● What to do
Spot each line in the data below containing "Option" and copy it.

········

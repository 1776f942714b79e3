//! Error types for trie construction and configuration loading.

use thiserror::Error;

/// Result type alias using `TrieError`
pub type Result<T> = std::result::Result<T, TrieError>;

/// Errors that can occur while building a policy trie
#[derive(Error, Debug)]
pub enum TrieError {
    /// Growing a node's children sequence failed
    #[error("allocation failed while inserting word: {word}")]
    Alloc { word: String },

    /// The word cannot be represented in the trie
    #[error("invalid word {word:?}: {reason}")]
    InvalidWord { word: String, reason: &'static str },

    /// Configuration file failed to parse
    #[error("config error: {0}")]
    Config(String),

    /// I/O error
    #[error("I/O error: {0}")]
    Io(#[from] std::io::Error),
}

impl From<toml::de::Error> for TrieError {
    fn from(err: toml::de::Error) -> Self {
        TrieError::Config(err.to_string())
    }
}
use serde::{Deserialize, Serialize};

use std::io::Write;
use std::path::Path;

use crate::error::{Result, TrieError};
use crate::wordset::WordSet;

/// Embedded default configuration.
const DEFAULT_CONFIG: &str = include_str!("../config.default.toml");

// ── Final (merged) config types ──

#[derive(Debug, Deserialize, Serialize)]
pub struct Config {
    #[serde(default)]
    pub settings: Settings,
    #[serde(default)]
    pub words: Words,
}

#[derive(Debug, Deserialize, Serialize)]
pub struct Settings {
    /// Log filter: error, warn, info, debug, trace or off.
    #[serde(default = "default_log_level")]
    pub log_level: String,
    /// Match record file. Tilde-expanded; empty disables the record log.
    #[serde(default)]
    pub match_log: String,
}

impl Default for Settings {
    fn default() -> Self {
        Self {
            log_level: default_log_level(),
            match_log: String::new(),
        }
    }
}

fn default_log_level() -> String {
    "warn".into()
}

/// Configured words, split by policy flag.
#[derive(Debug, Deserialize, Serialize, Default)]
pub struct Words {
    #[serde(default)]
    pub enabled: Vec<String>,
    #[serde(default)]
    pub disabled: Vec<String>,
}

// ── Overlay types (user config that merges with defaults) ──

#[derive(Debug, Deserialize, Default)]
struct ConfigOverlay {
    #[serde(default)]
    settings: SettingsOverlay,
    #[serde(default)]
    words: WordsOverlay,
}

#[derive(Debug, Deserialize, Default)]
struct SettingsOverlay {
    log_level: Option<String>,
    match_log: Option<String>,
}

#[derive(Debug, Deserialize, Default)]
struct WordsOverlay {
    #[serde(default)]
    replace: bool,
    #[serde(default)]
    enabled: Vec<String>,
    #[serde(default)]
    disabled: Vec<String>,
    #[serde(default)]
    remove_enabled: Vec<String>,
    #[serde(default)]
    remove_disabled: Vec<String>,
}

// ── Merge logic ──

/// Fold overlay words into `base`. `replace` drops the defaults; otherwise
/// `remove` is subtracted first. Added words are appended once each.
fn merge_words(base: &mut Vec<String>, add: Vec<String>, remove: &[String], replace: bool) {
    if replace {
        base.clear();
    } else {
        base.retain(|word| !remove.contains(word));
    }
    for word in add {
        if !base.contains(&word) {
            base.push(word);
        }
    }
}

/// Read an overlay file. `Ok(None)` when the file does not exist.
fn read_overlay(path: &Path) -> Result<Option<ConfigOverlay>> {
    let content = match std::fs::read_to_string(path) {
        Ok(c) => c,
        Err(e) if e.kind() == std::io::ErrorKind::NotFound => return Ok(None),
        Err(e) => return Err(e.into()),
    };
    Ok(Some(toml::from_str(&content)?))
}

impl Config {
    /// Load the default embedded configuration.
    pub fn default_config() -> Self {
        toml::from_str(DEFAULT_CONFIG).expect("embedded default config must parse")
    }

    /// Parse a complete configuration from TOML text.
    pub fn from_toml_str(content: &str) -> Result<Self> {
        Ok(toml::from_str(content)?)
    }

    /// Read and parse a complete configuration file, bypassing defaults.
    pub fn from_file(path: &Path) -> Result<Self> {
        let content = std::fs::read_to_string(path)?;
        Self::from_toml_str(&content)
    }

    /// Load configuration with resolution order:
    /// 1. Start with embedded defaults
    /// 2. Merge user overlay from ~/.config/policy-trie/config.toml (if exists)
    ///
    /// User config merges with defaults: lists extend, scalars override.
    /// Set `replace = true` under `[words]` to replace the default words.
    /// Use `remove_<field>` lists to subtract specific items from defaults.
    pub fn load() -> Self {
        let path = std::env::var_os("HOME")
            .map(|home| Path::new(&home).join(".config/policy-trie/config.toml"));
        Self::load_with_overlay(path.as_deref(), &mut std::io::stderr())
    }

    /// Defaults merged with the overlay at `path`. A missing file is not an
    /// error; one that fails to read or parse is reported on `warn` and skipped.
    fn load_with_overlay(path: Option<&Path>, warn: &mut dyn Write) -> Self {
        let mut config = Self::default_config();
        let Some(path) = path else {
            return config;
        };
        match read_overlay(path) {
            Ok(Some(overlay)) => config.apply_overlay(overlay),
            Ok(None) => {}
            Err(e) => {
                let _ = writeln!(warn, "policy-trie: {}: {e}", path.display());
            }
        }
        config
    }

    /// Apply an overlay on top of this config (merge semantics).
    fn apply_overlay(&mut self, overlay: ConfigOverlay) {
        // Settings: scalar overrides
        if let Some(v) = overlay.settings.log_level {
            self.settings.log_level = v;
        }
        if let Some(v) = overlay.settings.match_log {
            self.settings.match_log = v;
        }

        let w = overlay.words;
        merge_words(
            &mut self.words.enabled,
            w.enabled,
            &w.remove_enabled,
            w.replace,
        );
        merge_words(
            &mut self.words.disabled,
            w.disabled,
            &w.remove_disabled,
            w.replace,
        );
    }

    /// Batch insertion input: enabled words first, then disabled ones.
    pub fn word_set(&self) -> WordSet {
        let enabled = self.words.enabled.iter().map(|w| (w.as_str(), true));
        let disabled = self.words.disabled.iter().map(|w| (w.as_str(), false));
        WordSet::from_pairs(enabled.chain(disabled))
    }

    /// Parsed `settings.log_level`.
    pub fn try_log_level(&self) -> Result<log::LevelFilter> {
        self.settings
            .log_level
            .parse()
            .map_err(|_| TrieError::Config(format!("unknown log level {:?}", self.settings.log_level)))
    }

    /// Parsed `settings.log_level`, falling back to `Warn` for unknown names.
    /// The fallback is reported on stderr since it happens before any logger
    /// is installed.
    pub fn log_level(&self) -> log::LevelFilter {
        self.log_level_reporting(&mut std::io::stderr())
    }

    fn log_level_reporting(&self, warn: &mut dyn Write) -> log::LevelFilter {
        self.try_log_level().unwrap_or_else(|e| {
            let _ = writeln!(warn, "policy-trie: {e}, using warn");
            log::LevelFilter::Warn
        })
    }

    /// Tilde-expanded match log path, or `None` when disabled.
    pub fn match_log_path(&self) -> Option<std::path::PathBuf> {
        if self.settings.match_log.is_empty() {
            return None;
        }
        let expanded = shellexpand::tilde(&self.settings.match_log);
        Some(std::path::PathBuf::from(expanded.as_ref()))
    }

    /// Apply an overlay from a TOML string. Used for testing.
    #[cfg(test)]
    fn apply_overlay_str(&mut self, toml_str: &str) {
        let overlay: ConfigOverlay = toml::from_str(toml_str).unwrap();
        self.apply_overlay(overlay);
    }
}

········

● Written response
    log_level: Option<String>,
    match_log: Option<String>,
fn read_overlay(path: &Path) -> Result<Option<ConfigOverlay>> {
    fn load_with_overlay(path: Option<&Path>, warn: &mut dyn Write) -> Self {
    pub fn match_log_path(&self) -> Option<std::path::PathBuf> {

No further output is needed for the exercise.